Problem: Please print all the lines below exactly as they are written.

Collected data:
★ ★ ★ ★ ★ ★ ★

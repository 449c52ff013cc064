//! # Estate Feed CLI (`estate`)
//!
//! ## Usage
//!
//! ```bash
//! estate --config ./config/estate.toml <command>
//! ```
//!
//! ## Commands
//!
//! | Command | Description |
//! |---------|-------------|
//! | `estate init` | Create the SQLite database and run schema migrations |
//! | `estate sources` | List tracked channels and their watermarks |
//! | `estate sync <mode>` | Run `backfill`, `incremental` or `check-deleted` |
//! | `estate extract` | Fill typed fields from listing descriptions |
//! | `estate get <id>` | Print one listing |
//! | `estate delete <id>` | Tombstone and delete one listing |
//! | `estate serve` | Start the HTTP control surface |
//!
//! Secrets come from the environment (`ESTATE_CHANNEL_TOKEN`,
//! `ESTATE_API_TOKEN`, `AWS_*`), optionally via a `.env` file.

use clap::{Parser, Subcommand, ValueEnum};
use std::path::PathBuf;
use tracing_subscriber::{layer::SubscriberExt, util::SubscriberInitExt};

use estate_feed::models::SyncMode;
use estate_feed::{config, extract, get, ingest, migrate, server, sources};

/// Estate Feed: mirror a real-estate channel into a structured catalog.
#[derive(Parser)]
#[command(name = "estate", version, about)]
struct Cli {
    /// Path to configuration file (TOML).
    #[arg(long, global = true, default_value = "./config/estate.toml")]
    config: PathBuf,

    #[command(subcommand)]
    command: Commands,
}

#[derive(Subcommand)]
enum Commands {
    /// Initialize the database schema. Idempotent.
    Init,

    /// List tracked channels and their sync watermarks.
    Sources,

    /// Run one sync procedure against the configured channel.
    Sync {
        mode: ModeArg,

        /// Run field extraction over the listings the run produced.
        #[arg(long)]
        extract: bool,
    },

    /// Extract typed fields from listing descriptions.
    ///
    /// Without `--listing`, every listing is processed.
    Extract {
        /// Restrict extraction to these listing ids (repeatable).
        #[arg(long = "listing")]
        listings: Vec<String>,

        /// Print what would be extracted from TEXT and exit.
        #[arg(long, value_name = "TEXT")]
        preview: Option<String>,
    },

    /// Print a listing with its images.
    Get { id: String },

    /// Tombstone a listing, remove its media, and delete it.
    Delete {
        id: String,

        /// Reason code stored on the tombstone.
        #[arg(long)]
        reason: Option<String>,
    },

    /// Start the HTTP control surface.
    Serve,
}

#[derive(Clone, Copy, ValueEnum)]
enum ModeArg {
    Backfill,
    Incremental,
    CheckDeleted,
}

impl From<ModeArg> for SyncMode {
    fn from(mode: ModeArg) -> Self {
        match mode {
            ModeArg::Backfill => SyncMode::Backfill,
            ModeArg::Incremental => SyncMode::Incremental,
            ModeArg::CheckDeleted => SyncMode::CheckDeleted,
        }
    }
}

#[tokio::main]
async fn main() -> anyhow::Result<()> {
    let _ = dotenvy::dotenv();

    tracing_subscriber::registry()
        .with(
            tracing_subscriber::EnvFilter::try_from_default_env()
                .unwrap_or_else(|_| "estate_feed=info".into()),
        )
        .with(tracing_subscriber::fmt::layer().with_writer(std::io::stderr))
        .init();

    let cli = Cli::parse();

    // Preview needs no database or config
    if let Commands::Extract {
        preview: Some(ref text),
        ..
    } = cli.command
    {
        extract::print_preview(text);
        return Ok(());
    }

    let cfg = config::load_config(&cli.config)?;

    match cli.command {
        Commands::Init => {
            migrate::run_migrations(&cfg).await?;
            println!("Database initialized successfully.");
        }
        Commands::Sources => {
            sources::list_sources(&cfg).await?;
        }
        Commands::Sync { mode, extract } => {
            ingest::run_sync(&cfg, mode.into(), extract).await?;
        }
        Commands::Extract { listings, preview } => {
            extract::run_extract_command(&cfg, &listings, preview.as_deref()).await?;
        }
        Commands::Get { id } => {
            get::run_get(&cfg, &id).await?;
        }
        Commands::Delete { id, reason } => {
            get::run_delete(&cfg, &id, reason.as_deref()).await?;
        }
        Commands::Serve => {
            server::run_server(&cfg).await?;
        }
    }

    Ok(())
}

★ ★ ★ ★ ★ ★ ★

Finished exercise:
repository 449c52ff013cc064
//! # Estate Feed CLI (`estate`)
//!
//! ## Usage
//!
//! ```bash
//! estate --config ./config/estate.toml <command>
//! ```
//!
//! ## Commands
//!
//! | Command | Description |
//! |---------|-------------|
//! | `estate init` | Create the SQLite database and run schema migrations |
//! | `estate sources` | List tracked channels and their watermarks |
//! | `estate sync <mode>` | Run `backfill`, `incremental` or `check-deleted` |
//! | `estate extract` | Fill typed fields from listing descriptions |
//! | `estate get <id>` | Print one listing |
//! | `estate delete <id>` | Tombstone and delete one listing |
//! | `estate serve` | Start the HTTP control surface |
//!
//! Secrets come from the environment (`ESTATE_CHANNEL_TOKEN`,
//! `ESTATE_API_TOKEN`, `AWS_*`), optionally via a `.env` file.

use clap::{Parser, Subcommand, ValueEnum};
use std::path::PathBuf;
use tracing_subscriber::{layer::SubscriberExt, util::SubscriberInitExt};

use estate_feed::models::SyncMode;
use estate_feed::{config, extract, get, ingest, migrate, server, sources};

/// Estate Feed: mirror a real-estate channel into a structured catalog.
#[derive(Parser)]
#[command(name = "estate", version, about)]
struct Cli {
    /// Path to configuration file (TOML).
    #[arg(long, global = true, default_value = "./config/estate.toml")]
    config: PathBuf,

    #[command(subcommand)]
    command: Commands,
}

#[derive(Subcommand)]
enum Commands {
    /// Initialize the database schema. Idempotent.
    Init,

    /// List tracked channels and their sync watermarks.
    Sources,

    /// Run one sync procedure against the configured channel.
    Sync {
        mode: ModeArg,

        /// Run field extraction over the listings the run produced.
        #[arg(long)]
        extract: bool,
    },

    /// Extract typed fields from listing descriptions.
    ///
    /// Without `--listing`, every listing is processed.
    Extract {
        /// Restrict extraction to these listing ids (repeatable).
        #[arg(long = "listing")]
        listings: Vec<String>,

        /// Print what would be extracted from TEXT and exit.
        #[arg(long, value_name = "TEXT")]
        preview: Option<String>,
    },

    /// Print a listing with its images.
    Get { id: String },

    /// Tombstone a listing, remove its media, and delete it.
    Delete {
        id: String,

        /// Reason code stored on the tombstone.
        #[arg(long)]
        reason: Option<String>,
    },

    /// Start the HTTP control surface.
    Serve,
}

#[derive(Clone, Copy, ValueEnum)]
enum ModeArg {
    Backfill,
    Incremental,
    CheckDeleted,
}

impl From<ModeArg> for SyncMode {
    fn from(mode: ModeArg) -> Self {
        match mode {
            ModeArg::Backfill => SyncMode::Backfill,
            ModeArg::Incremental => SyncMode::Incremental,
            ModeArg::CheckDeleted => SyncMode::CheckDeleted,
        }
    }
}

#[tokio::main]
async fn main() -> anyhow::Result<()> {
    let _ = dotenvy::dotenv();

    tracing_subscriber::registry()
        .with(
            tracing_subscriber::EnvFilter::try_from_default_env()
                .unwrap_or_else(|_| "estate_feed=info".into()),
        )
        .with(tracing_subscriber::fmt::layer().with_writer(std::io::stderr))
        .init();

    let cli = Cli::parse();

    // Preview needs no database or config
    if let Commands::Extract {
        preview: Some(ref text),
        ..
    } = cli.command
    {
        extract::print_preview(text);
        return Ok(());
    }

    let cfg = config::load_config(&cli.config)?;

    match cli.command {
        Commands::Init => {
            migrate::run_migrations(&cfg).await?;
            println!("Database initialized successfully.");
        }
        Commands::Sources => {
            sources::list_sources(&cfg).await?;
        }
        Commands::Sync { mode, extract } => {
            ingest::run_sync(&cfg, mode.into(), extract).await?;
        }
        Commands::Extract { listings, preview } => {
            extract::run_extract_command(&cfg, &listings, preview.as_deref()).await?;
        }
        Commands::Get { id } => {
            get::run_get(&cfg, &id).await?;
        }
        Commands::Delete { id, reason } => {
            get::run_delete(&cfg, &id, reason.as_deref()).await?;
        }
        Commands::Serve => {
            server::run_server(&cfg).await?;
        }
    }

    Ok(())
}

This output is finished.